Charles Handy sees hope in the campaigning generation
I hadn’t heard of the word “opinionista”, and I think of myself as a wordsmith. I love new words, but I’m not so keen on words that don’t appear in the Oxford English Dictionary or ones that I can’t call up on a thesaurus. It’s hard to pronounce, difficult to spell and, as my mother said, surely there are enough words in the works of William Shakespeare or the Bible to say what you want to say without having to invent new ones. She’s right. This is an invented word, concocted to make the user sound clever.
Why can’t they use simple English words like “model” or “example”? But nowadays it’s the new term in business marketing. You are qualified to be an opinionista if you have 10,000 or more followers on social media, on any of the platforms. Then you’ll probably be approached by a marketing executive who’ll try to persuade you or bribe you to use some perfume or sit in some car in the hope that some of your 10,000 followers will buy their perfume or their car.
Well, I’m all in favour of new business ideas and this is a cheap way of getting new endorsements from famous people. But I prefer the models of the social activists. The two young women, for instance, who are leading new movements to change the world. They’re called Malala and Greta. You would have read about them. They really are the star opinionistas.
In 2008, when Malala was 11 years old, the Taliban took control of the part of Pakistan where she lived. One of the consequences was that girls were no longer allowed to attend school; the Taliban decreed that females were needed solely to produce food and babies. Only boys could receive lessons, to learn to fight.
Later, as a teenager, Malala began to speak out about this injustice. And so the Taliban leaders said: Will somebody get rid of this pesky school girl, she’s a nuisance. So one morning a Taliban soldier got on the school bus. He said, “Who is Malala?” She stood up and said, “I’m Malala”, and he took out his revolver and shot her in the head.
Luckily he missed her brain, just. Her father turned up, whisked her off and put her on a plane to England, where doctors in Birmingham saved her life.
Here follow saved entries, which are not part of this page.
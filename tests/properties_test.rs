use proptest::prelude::*;
use trip_settlement::{Expense, Money, SettlementEngine, Traveler, TravelerId};

fn roster(count: usize) -> Vec<Traveler> {
    (0..count)
        .map(|idx| Traveler::new(format!("t{}", idx), format!("Traveler {}", idx)))
        .collect()
}

fn expenses(
    member_count: usize,
    cents: &[i64],
    payer_indexes: &[usize],
    split_flags: &[bool],
) -> Vec<Expense> {
    cents
        .iter()
        .enumerate()
        .map(|(idx, &amount)| {
            let amount = Money::from_cents(amount);
            let is_split = split_flags.get(idx).copied().unwrap_or(false);
            let payer_idx = payer_indexes.get(idx).copied().unwrap_or(0) % member_count;
            Expense {
                amount,
                payer_id: Some(TravelerId::new(format!("t{}", payer_idx))),
                is_split,
            }
        })
        .collect()
}

fn micro() -> Money {
    Money::from_cents(1).split(10_000)
}

proptest! {
    #[test]
    fn paid_amounts_conserve_total(
        member_count in 1usize..=6,
        cents in prop::collection::vec(0i64..=1_000_000, 0..=30),
        payer_indexes in prop::collection::vec(0usize..=5, 0..=30),
        split_flags in prop::collection::vec(any::<bool>(), 0..=30),
    ) {
        let expenses = expenses(member_count, &cents, &payer_indexes, &split_flags);
        let breakdown = SettlementEngine::new().compute_breakdown(&expenses, &roster(member_count));

        let paid: Money = breakdown.balances.iter().map(|b| b.paid).sum();
        let total: Money = expenses.iter().map(|e| e.amount).sum();
        prop_assert_eq!(breakdown.total, total);
        prop_assert!((paid - total).abs() < micro());
    }

    #[test]
    fn net_balances_sum_to_zero(
        member_count in 1usize..=6,
        cents in prop::collection::vec(0i64..=1_000_000, 0..=30),
        payer_indexes in prop::collection::vec(0usize..=5, 0..=30),
        split_flags in prop::collection::vec(any::<bool>(), 0..=30),
    ) {
        let expenses = expenses(member_count, &cents, &payer_indexes, &split_flags);
        let breakdown = SettlementEngine::new().compute_breakdown(&expenses, &roster(member_count));

        let net: Money = breakdown.balances.iter().map(|b| b.net).sum();
        prop_assert!(net.abs() < micro());
    }

    #[test]
    fn transfers_are_positive_and_settle_everyone(
        member_count in 1usize..=6,
        cents in prop::collection::vec(0i64..=1_000_000, 0..=30),
        payer_indexes in prop::collection::vec(0usize..=5, 0..=30),
        split_flags in prop::collection::vec(any::<bool>(), 0..=30),
    ) {
        let engine = SettlementEngine::new();
        let expenses = expenses(member_count, &cents, &payer_indexes, &split_flags);
        let breakdown = engine.compute_breakdown(&expenses, &roster(member_count));

        prop_assert!(breakdown.settlements.len() < member_count.max(1));

        let mut remaining: Vec<(TravelerId, Money)> = breakdown
            .balances
            .iter()
            .map(|b| (b.traveler_id.clone(), b.net))
            .collect();
        for settlement in &breakdown.settlements {
            prop_assert!(settlement.amount > Money::ZERO);
            prop_assert!(!settlement.is_settled);
            prop_assert_ne!(&settlement.from, &settlement.to);
            for (traveler, net) in remaining.iter_mut() {
                if *traveler == settlement.from {
                    *net += settlement.amount;
                } else if *traveler == settlement.to {
                    *net -= settlement.amount;
                }
            }
        }

        // sub-tolerance leftovers can pile up on one traveler, at most one per member
        let mut slack = micro();
        for _ in 0..member_count {
            slack += engine.tolerance();
        }
        for (_, net) in remaining {
            prop_assert!(net.abs() <= slack);
        }
    }

    #[test]
    fn computation_is_deterministic(
        member_count in 1usize..=6,
        cents in prop::collection::vec(0i64..=1_000_000, 0..=30),
        payer_indexes in prop::collection::vec(0usize..=5, 0..=30),
        split_flags in prop::collection::vec(any::<bool>(), 0..=30),
    ) {
        let engine = SettlementEngine::new();
        let expenses = expenses(member_count, &cents, &payer_indexes, &split_flags);
        let travelers = roster(member_count);

        let first = engine.compute_breakdown(&expenses, &travelers);
        let second = engine.compute_breakdown(&expenses, &travelers);
        prop_assert_eq!(first, second);
    }

    #[test]
    fn single_traveler_has_no_settlements(
        cents in prop::collection::vec(0i64..=1_000_000, 0..=30),
        split_flags in prop::collection::vec(any::<bool>(), 0..=30),
    ) {
        let expenses = expenses(1, &cents, &[], &split_flags);
        let breakdown = SettlementEngine::new().compute_breakdown(&expenses, &roster(1));
        prop_assert!(breakdown.settlements.is_empty());
    }
}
Once she was recovered she continued her campaign, broadening her agenda to include all human rights – not just the right an education but to a career, the right to choose her own husband, to go to university, and she travelled the world with her message. She received awards everywhere and ended up getting a share of the Nobel Peace Prize, the youngest Nobel laureate in history. She’s had a film made of her life, and she’s every young girl’s heroine, I think.
I have two teenage grandchildren. They’re incredibly beautiful, quite cheeky, quite naughty, quite charming. I’ve said to their parents in the past, “You better watch out, these two are going to be trouble for you later on.” But actually, I was wrong – they’re gold dust. They’re our hope for the future. And their models are Malala and Greta.
Greta, 17, climate activist from Sweden who faced down the corporate chieftains at the World Economic Forum in Davos earlier this year, challenging them to get their act together and go green before it’s too late. She the same thing to the political figures of the world a few months earlier, bringing her message to the United Nations Climate Action Summit.
These two are models for the new generation and they give me hope. If one day you read of mass protests outside schools in south London, you’ll know that my granddaughter Scarlet has organised something, following Greta’s example. Good for her.
I asked Google, was this a trend? And Google told me there are thousands of young girls campaigning in this sort of way. Opinionistas, all of them, changing the way the rest of us think.
My two granddaughters have appointed themselves as guardians of my morality. They make sure I say the correct thing – if they hear me utter anything they think is racist or sexist, or even too right wing, they jump on me like little terrier dogs and punish me. And they’re pretty strict. I’m quite frightened sitting with them sometimes, but it has certainly changed the way I behave and the way I speak. And good for them.
So congratulate your young girls, tell them to encourage other people to be like them, for they are the only signs of hope that I can see in this gloomy time.